At York's castle, Richard, Edward, and Montague enter in disagreement. York enters and asks about their discussion. Richard and Edward ask their father about the crown, which York says they shall receive when Henry dies. They urge him to enjoy the throne now, for Henry shall surely outlive York. But York insists that he took an oath to let Henry rule untroubled. But Richard says it was not a legally binding oath, since it was not sworn before a magistrate. Therefore, he urges his father to fight for the crown.

York is easily convinced. He tells Montague to go to London to contact Warwick and other lords who support him. Meanwhile a messenger enters with news that the queen's armies are on their way to besiege York's castle. York sends Montague with even more haste and prepares to fight, when several of his relatives show up with their armies to resist the armies led by the woman general.

The Earl of Rutland, York's youngest son, and a tutor are on their way to York's castle when they encounter Clifford. Rutland begs for his life, asking Clifford to fight with his father instead of killing him. But Clifford is determined to kill Rutland to pay back York for having killed the elder Clifford. Killing all the members of the house of York and desecrating their tombs would not be enough to calm his ire, Clifford declares. Rutland begs again, saying Clifford has no cause to kill him, but Clifford sees reason enough and kills Rutland.

On the battlefield, York observes the deaths of some of his lords and the success of the queen's army. His army has been unable to beat back Margaret's forces. He predicts his demise as Margaret enters with Clifford, Northumberland, and Prince Edward. Clifford says York's day is over, but York insists that a phoenix will rise from his ashes to revenge him. Clifford is ready to kill York, but Margaret holds him back. Northumberland, Clifford, and York fight, and they capture York.

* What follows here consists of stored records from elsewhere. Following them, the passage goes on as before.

//! optics — the element layer: media, surfaces, object, and ray batches.
//!
//! Purpose
//! -------
//! Provide the leaf data of a sequential optical system and the per-element
//! capabilities the propagation engine sequences: exact propagation,
//! paraxial propagation, and third-order aberration bookkeeping.
//!
//! Key behaviors
//! -------------
//! - [`Material`]: refractive index vs wavelength via the linear
//!   Abbe-number approximation.
//! - [`Optic`]: the surface-geometry seam (intersection and normal), with
//!   the reference [`Spherical`] surface.
//! - [`Element`] / [`ElementKind`]: chain nodes tagged once at construction;
//!   `is_stop` marks the aperture stop.
//! - [`Object`]: maps field heights and aiming coordinates to launch state
//!   and fills pupils with ray grids.
//! - [`Rays`]: the batch value threaded through the engine.
//!
//! Invariants & assumptions
//! ------------------------
//! - Element kinds never change after construction.
//! - Origins are offsets from the previous vertex, never absolute.
//! - Vignetting is recorded per ray; no element operation fails on a ray
//!   that misses.
//!
//! Conventions
//! -----------
//! - Local frames have `+z` along the axis towards the image.
//! - Constructors validate and return [`OpticsResult`]; tracing methods are
//!   infallible.
//!
//! Testing notes
//! -------------
//! - Unit tests cover Snell refraction, sphere intersection, vignetting
//!   flags, launch mapping for both conjugates, and pupil-grid mapping.

pub mod element;
pub mod errors;
pub mod material;
pub mod object;
pub mod optic;
pub mod rays;

// ---- Re-exports (primary public surface) ----------------------------------

pub use self::element::{ABERRATION3_TERMS, Element, ElementKind};
pub use self::errors::{OpticsError, OpticsResult};
pub use self::material::{Material, WAVELENGTH_C_LINE, WAVELENGTH_D_LINE, WAVELENGTH_F_LINE};
pub use self::object::{Marginals, Object};
pub use self::optic::{Optic, Spherical};
pub use self::rays::Rays;

pub mod prelude {
    pub use super::element::{Element, ElementKind};
    pub use super::material::Material;
    pub use super::object::{Marginals, Object};
    pub use super::optic::{Optic, Spherical};
    pub use super::rays::Rays;
}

Margaret speaks to an imprisoned York, mocking his desire to be king. Where are his sons to protect him now, she asks. She shows him a handkerchief covered with Rutland's blood, which she offers him to use to dry his tears. When York doesn't show any emotion, she calls him a madman. York is silent, so she suggests that he will not speak unless he wears a crown. Her soldiers make a paper crown, and she puts it on his head, reminding him of the oath he made with Henry to disown Henry's son, an oath he would now try to break by attempting to regain the crown while Henry still lives. These are unpardonable faults, she says, and knocks the crown from his head.

York responds, bitterly accusing Margaret of being unnatural to be leading an army. He calls her evil, reminds her of her father's paltry claim to nobility and his poverty. Women, he says, have beauty, virtue, and the ability to govern themselves, but she has none of these attributes, and that makes her abominable. How can you be a woman, he asks, and yet dip a handkerchief in a child's blood and present it to a father to wipe his eyes? If weeping and raging is what she wants, then he will do both. York calls Margaret inhuman, while Northumberland observes that he feels sorry for York, seeing how much his sorrow affects him. Clifford and Margaret stab York, and he dies. Margaret orders York's head to be placed on the gates of the town of York.


At the end of Henry VI, Part 2, York killed Clifford's father. Clifford's grief at the fact that York didn't spare his aged father led him to swear he would kill even the youngest child of the house of York, which he accomplishes by murdering Rutland.

Margaret holds her lords off when they want to kill York, apparently because she wants to taunt him before she kills him. With a handkerchief dipped in Rutland's blood, she challenges him to mourn for his son while she charges him with having an upstart's desire for the throne. He accuses Margaret of having the opposite characteristics of everything that embodies femininity, which makes her a monster. Taking up arms was virtually unheard of for a woman in this time, though Margaret probably had heard of Joan of Arc, who led the forces in France at the time of Margaret's betrothal to Henry. While soldiering was an uncharacteristically masculine activity for a woman, Margaret's actions are driven by a stereotypically feminine desire to care for her son and assure his rightful future. York accuses her of behaving unnaturally, yet she nevertheless demonstrates a kind of "natural" tendency to defend her offspring to the death.

After escaping through many battles and debates through the prior two plays, York's luck finally runs out. Despite the fact that the contemporary title of this play was Richard Duke of York, York dies in the first act of the play. Theoretically he has won the right to the throne, though the legality of his agreement with Henry is debatable; yet he is unable to become king, and Henry outlives him. The ambiguous prediction of the spirits summoned by the Duke of Gloucester's wife in Henry VI, Part 3 finally comes true, as a duke overcomes a king, yet the king outlives this duke. Now the focus of the York line shifts to his remaining sons, and their struggles.